◆ What to work on: Extract every line of the material that holds the string "Ordering".

◆ Exercise input:
//! Link-health watchdog.

use std::sync::Arc;
use std::sync::atomic::{AtomicBool, Ordering};
use std::time::Duration;

use tokio::task::JoinHandle;

use crate::session::BusSession;
use crate::transport::LinkProbe;

/// Probe period.
pub const HEALTH_PROBE_PERIOD: Duration = Duration::from_secs(120);

/// Name resolved as the periodic reachability check.
pub const HEALTH_PROBE_NAME: &str = "api.makapix.net";

/// Periodic DNS probe that forces a disconnect when the link looks dead.
///
/// A forced disconnect produces the normal disconnected edge, which sends
/// the supervisor down the reconnect path. The probe is inert until the
/// session has connected once, and while provisioning holds the network.
pub struct LinkHealthProbe {
	task: JoinHandle<()>,
}

impl LinkHealthProbe {
	/// Spawn the probe task.
	pub fn spawn(
		session: BusSession,
		probe: Arc<dyn LinkProbe>,
		provisioning_active: Arc<AtomicBool>,
	) -> Self {
		let task = tokio::spawn(async move {
			let mut interval = tokio::time::interval(HEALTH_PROBE_PERIOD);
			interval.set_missed_tick_behavior(tokio::time::MissedTickBehavior::Delay);
			loop {
				interval.tick().await;
				if !session.ever_connected() {
					continue;
				}
				if provisioning_active.load(Ordering::SeqCst) {
					continue;
				}
				if !session.is_connected() {
					continue;
				}
				if !probe.resolve(HEALTH_PROBE_NAME) {
					tracing::warn!(name = HEALTH_PROBE_NAME, "link-health probe failed, forcing disconnect");
					session.disconnect();
				}
			}
		});
		Self { task }
	}
}

impl Drop for LinkHealthProbe {
	fn drop(&mut self) {
		self.task.abort();
	}
}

◆ Output below:
use std::sync::atomic::{AtomicBool, Ordering};
				if provisioning_active.load(Ordering::SeqCst) {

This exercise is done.